Algumas pessoas tem capacidade de locomoção, mas a maioria requer ajuda. Já na segunda sala, com cadeiras, sofás e cadeiras de roda, estava a maioria das pessoas. Em cada passo meu sinto um descompasso interior. É a minha minha fragilidade se acentuando e minha mente questionando o que posso fazer, o que posso deixar ali... quero muito e não posso nada, essa é a sensação. Um mix de impotência e inquietude que aguçam o querer ir além... Não sei o que eu pude deixar lá além de uns minutos dedicados com olhos, ouvidos, conversas e risos, mas sei muito bem o que eu trouxe aqui dentro. Sei e sinto, que num lugar assim, se não houver incômodo no que se vê, e gana por lutar por quem precisa, então, de nada valeu...

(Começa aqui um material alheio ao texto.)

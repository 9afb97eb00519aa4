//! Client-facing event stream: protocol, per-message multiplexing, SSE
//! framing, and the backpressured relay loop.

pub mod multiplexer;
pub mod protocol;
pub mod relay;
pub mod sse;

pub use multiplexer::StreamMultiplexer;
pub use protocol::StreamEvent;
pub use relay::{pump, spawn_relay, RelayOutcome, RelaySettings};
pub use sse::{decode_body, encode_event, SseDecoder, SseFrame};
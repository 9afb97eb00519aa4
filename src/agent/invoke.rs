//! Binding a turn, a thread, and run configuration into one agent run.

use std::sync::Arc;

use tracing::{info, warn};

use super::events::AgentEventStream;
use super::runtime::{AgentRegistry, AgentRequest};
use crate::config::RunConfig;
use crate::error::{RelayError, Result};
use crate::thread::{Principal, ThreadId};
use crate::turn::Turn;

/// Starts runs of one named agent.
#[derive(Debug, Clone)]
pub struct AgentInvoker {
    registry: Arc<AgentRegistry>,
    agent_name: String,
    memory_window: usize,
}

impl AgentInvoker {
    pub fn new(registry: Arc<AgentRegistry>, agent_name: impl Into<String>, memory_window: usize) -> Self {
        Self {
            registry,
            agent_name: agent_name.into(),
            memory_window,
        }
    }

    pub fn agent_name(&self) -> &str {
        &self.agent_name
    }

    pub fn memory_window(&self) -> usize {
        self.memory_window
    }

    /// Start a run scoped to `thread_id`.
    ///
    /// `run_config` applies to this run only. Any failure to start is
    /// reported as [`RelayError::AgentUnavailable`] so callers can surface it
    /// as a terminal stream error.
    pub async fn invoke(
        &self,
        turn: Turn,
        thread_id: ThreadId,
        principal: &Principal,
        run_config: RunConfig,
    ) -> Result<AgentEventStream> {
        let agent = self.registry.get(&self.agent_name)?;
        info!(
            agent = %self.agent_name,
            thread_id = %thread_id,
            message_id = %turn.message_id,
            anonymous = principal.is_anonymous(),
            "invoking agent"
        );

        let request = AgentRequest {
            turn,
            thread_id: thread_id.clone(),
            principal_id: principal.id().to_string(),
            run_config,
            memory_window: self.memory_window,
        };
        agent.start(request).await.map_err(|err| {
            warn!(agent = %self.agent_name, thread_id = %thread_id, error = %err, "agent rejected invocation");
            match err {
                RelayError::AgentUnavailable(_) => err,
                other => RelayError::AgentUnavailable(other.to_string()),
            }
        })
    }
}
//! Server-Sent Events framing, both directions.
//!
//! Outbound, every [`StreamEvent`] becomes one `data: <json>\n\n` frame and
//! the body ends with `data: [DONE]\n\n`. Inbound, [`SseDecoder`] turns an
//! arbitrary chunking of such a body back into frames. The same decoder reads
//! model provider streams.

use bytes::Bytes;

use super::protocol::StreamEvent;
use crate::error::{RelayError, Result};

/// Trailer sent after the last event.
pub const DONE_FRAME: &[u8] = b"data: [DONE]\n\n";

const DONE_MARKER: &str = "[DONE]";

/// Encode one event as an SSE frame.
pub fn encode_event(event: &StreamEvent) -> Result<Bytes> {
    let json = serde_json::to_string(event)?;
    Ok(Bytes::from(format!("data: {json}\n\n")))
}

pub fn done_frame() -> Bytes {
    Bytes::from_static(DONE_FRAME)
}

/// One dispatched SSE event.
#[derive(Debug, Clone, PartialEq, Eq)]
pub enum SseFrame {
    Data(String),
    /// The `[DONE]` trailer.
    Done,
}

impl SseFrame {
    /// Parse the payload as a [`StreamEvent`]; `None` for the trailer.
    pub fn into_event(self) -> Result<Option<StreamEvent>> {
        match self {
            Self::Done => Ok(None),
            Self::Data(data) => serde_json::from_str(&data)
                .map(Some)
                .map_err(|e| RelayError::Stream(format!("undecodable event {data:?}: {e}"))),
        }
    }
}

/// Incremental SSE parser.
///
/// Bytes are buffered until a full line is present, so frames and multi-byte
/// characters split across chunks decode correctly.
#[derive(Debug, Default)]
pub struct SseDecoder {
    buffer: Vec<u8>,
    data_lines: Vec<String>,
}

impl SseDecoder {
    pub fn new() -> Self {
        Self::default()
    }

    /// Feed a chunk and collect every frame it completes.
    pub fn push(&mut self, chunk: &[u8]) -> Vec<SseFrame> {
        self.buffer.extend_from_slice(chunk);
        let mut frames = Vec::new();
        while let Some(pos) = self.buffer.iter().position(|b| *b == b'\n') {
            let line: Vec<u8> = self.buffer.drain(..=pos).collect();
            let line = String::from_utf8_lossy(&line);
            let line = line.trim_end_matches(['\n', '\r']);
            if let Some(frame) = self.process_line(line) {
                frames.push(frame);
            }
        }
        frames
    }

    /// Flush whatever is pending when the body ends without a blank line.
    pub fn finish(&mut self) -> Option<SseFrame> {
        if !self.buffer.is_empty() {
            let rest = std::mem::take(&mut self.buffer);
            let rest = String::from_utf8_lossy(&rest).trim_end_matches('\r').to_string();
            if let Some(frame) = self.process_line(&rest) {
                return Some(frame);
            }
        }
        self.dispatch()
    }

    fn process_line(&mut self, line: &str) -> Option<SseFrame> {
        if line.is_empty() {
            return self.dispatch();
        }
        if line.starts_with(':') {
            return None;
        }
        if let Some(value) = line.strip_prefix("data:") {
            self.data_lines
                .push(value.strip_prefix(' ').unwrap_or(value).to_string());
        }
        None
    }

    fn dispatch(&mut self) -> Option<SseFrame> {
        if self.data_lines.is_empty() {
            return None;
        }
        let data = self.data_lines.join("\n");
        self.data_lines.clear();
        if data == DONE_MARKER {
            Some(SseFrame::Done)
        } else {
            Some(SseFrame::Data(data))
        }
    }
}

/// Decode a complete body into events, stopping at the trailer.
pub fn decode_body(body: &[u8]) -> Result<Vec<StreamEvent>> {
    let mut decoder = SseDecoder::new();
    let mut frames = decoder.push(body);
    frames.extend(decoder.finish());

    let mut events = Vec::new();
    for frame in frames {
        match frame.into_event()? {
            Some(event) => events.push(event),
            None => break,
        }
    }
    Ok(events)
}
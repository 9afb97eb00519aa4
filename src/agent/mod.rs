//! Agent runtime: native events, the invocation adapter, and the default
//! tool-loop agent.

pub mod events;
pub mod invoke;
pub mod loop_agent;
pub mod runtime;

pub use events::{AgentEvent, AgentEventStream};
pub use invoke::AgentInvoker;
pub use loop_agent::{LoopAgent, WEATHER_INSTRUCTIONS};
pub use runtime::{AgentRegistry, AgentRequest, AgentRuntime};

No portão de entrada havia uma senhora de semblante triste e que não media palavras para demonstrar sua contrariedade por estar ali. O que parecia, quando a escutei conversando com uma colega, era que sentia-se só, abandonada. Qualquer pessoa que chegasse até ela e puxasse algum assunto, a reclamação era a mesma. 

Impossível não se comover, impossível não se abalar, impossível calar-me... A experiência não foi nem nunca será um mero cumprimento de dever acadêmico, tampouco uma caridade regada à hipocrisia para satisfazer o ego da vaidade religiosa. Ouvir histórias e entrar na brincadeira, doar-se com o que temos de melhor para o momento, olhos e ouvidos... isso é essencial. Eles sabem, sentem, compreendem quando a atenção é fria ou encenada. 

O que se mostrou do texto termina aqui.